Saved entries
---*---
//! Zenoh subscriber feeding the receiver.

use tokio::sync::watch;
use tracing::{info, trace, warn};
use zenoh::Session;
use zenoh::handlers::RingChannel;
use zenoh::sample::SampleKind;

use crate::config::SourceConfig;
use crate::dispatcher::stop_requested;
use crate::error::{GatewayError, Result};
use crate::receiver::Receiver;

/// Subscribes to the source topic and hands every sample to a [`Receiver`].
///
/// Samples are buffered in a ring of `history_depth` entries; when the
/// receiver falls behind the oldest samples are overwritten.
pub struct TelemetrySubscriber {
    session: Session,
    key_expr: String,
    history_depth: usize,
    receiver: Receiver,
}

impl TelemetrySubscriber {
    pub fn new(
        session: Session,
        key_expr: impl Into<String>,
        history_depth: usize,
        receiver: Receiver,
    ) -> Self {
        Self {
            session,
            key_expr: key_expr.into(),
            history_depth: history_depth.max(1),
            receiver,
        }
    }

    /// Build a subscriber for the configured source topic.
    pub fn from_config(session: Session, source: &SourceConfig, receiver: Receiver) -> Result<Self> {
        let key_expr = source.key_expr()?;
        Ok(Self::new(session, key_expr, source.history_depth, receiver))
    }

    pub fn key_expr(&self) -> &str {
        &self.key_expr
    }

    /// Run until the shutdown flag is set.
    pub async fn run(self, mut shutdown: watch::Receiver<bool>) -> Result<()> {
        info!(
            key_expr = %self.key_expr,
            schema = %self.receiver.schema(),
            history_depth = self.history_depth,
            "Subscribing to telemetry"
        );

        let subscriber = self
            .session
            .declare_subscriber(self.key_expr.as_str())
            .with(RingChannel::new(self.history_depth))
            .await
            .map_err(|e| GatewayError::Zenoh(format!("Failed to create subscriber: {}", e)))?;

        loop {
            tokio::select! {
                _ = stop_requested(&mut shutdown) => {
                    info!("Shutdown signal received, stopping subscriber");
                    break;
                }

                sample = subscriber.recv_async() => {
                    match sample {
                        Ok(sample) => {
                            if sample.kind() == SampleKind::Delete {
                                trace!(key = %sample.key_expr(), "Ignoring delete sample");
                                continue;
                            }

                            let payload = sample.payload().to_bytes();
                            self.receiver.on_payload(&payload);
                        }
                        Err(e) => {
                            warn!("Subscriber channel closed: {}", e);
                            break;
                        }
                    }
                }
            }
        }

        subscriber
            .undeclare()
            .await
            .map_err(|e| GatewayError::Zenoh(format!("Failed to undeclare subscriber: {}", e)))?;

        info!("Subscriber stopped");
        Ok(())
    }
}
---*---
▶ **WORK REQUEST**
Would you set down every record again, exactly as it appears above?

▶ **ANSWER FOR THE TASK**
//! Zenoh subscriber feeding the receiver.

use tokio::sync::watch;
use tracing::{info, trace, warn};
use zenoh::Session;
use zenoh::handlers::RingChannel;
use zenoh::sample::SampleKind;

use crate::config::SourceConfig;
use crate::dispatcher::stop_requested;
use crate::error::{GatewayError, Result};
use crate::receiver::Receiver;

/// Subscribes to the source topic and hands every sample to a [`Receiver`].
///
/// Samples are buffered in a ring of `history_depth` entries; when the
/// receiver falls behind the oldest samples are overwritten.
pub struct TelemetrySubscriber {
    session: Session,
    key_expr: String,
    history_depth: usize,
    receiver: Receiver,
}

impl TelemetrySubscriber {
    pub fn new(
        session: Session,
        key_expr: impl Into<String>,
        history_depth: usize,
        receiver: Receiver,
    ) -> Self {
        Self {
            session,
            key_expr: key_expr.into(),
            history_depth: history_depth.max(1),
            receiver,
        }
    }

    /// Build a subscriber for the configured source topic.
    pub fn from_config(session: Session, source: &SourceConfig, receiver: Receiver) -> Result<Self> {
        let key_expr = source.key_expr()?;
        Ok(Self::new(session, key_expr, source.history_depth, receiver))
    }

    pub fn key_expr(&self) -> &str {
        &self.key_expr
    }

    /// Run until the shutdown flag is set.
    pub async fn run(self, mut shutdown: watch::Receiver<bool>) -> Result<()> {
        info!(
            key_expr = %self.key_expr,
            schema = %self.receiver.schema(),
            history_depth = self.history_depth,
            "Subscribing to telemetry"
        );

        let subscriber = self
            .session
            .declare_subscriber(self.key_expr.as_str())
            .with(RingChannel::new(self.history_depth))
            .await
            .map_err(|e| GatewayError::Zenoh(format!("Failed to create subscriber: {}", e)))?;

        loop {
            tokio::select! {
                _ = stop_requested(&mut shutdown) => {
                    info!("Shutdown signal received, stopping subscriber");
                    break;
                }

                sample = subscriber.recv_async() => {
                    match sample {
                        Ok(sample) => {
                            if sample.kind() == SampleKind::Delete {
                                trace!(key = %sample.key_expr(), "Ignoring delete sample");
                                continue;
                            }

                            let payload = sample.payload().to_bytes();
                            self.receiver.on_payload(&payload);
                        }
                        Err(e) => {
                            warn!("Subscriber channel closed: {}", e);
                            break;
                        }
                    }
                }
            }
        }

        subscriber
            .undeclare()
            .await
            .map_err(|e| GatewayError::Zenoh(format!("Failed to undeclare subscriber: {}", e)))?;

        info!("Subscriber stopped");
        Ok(())
    }
}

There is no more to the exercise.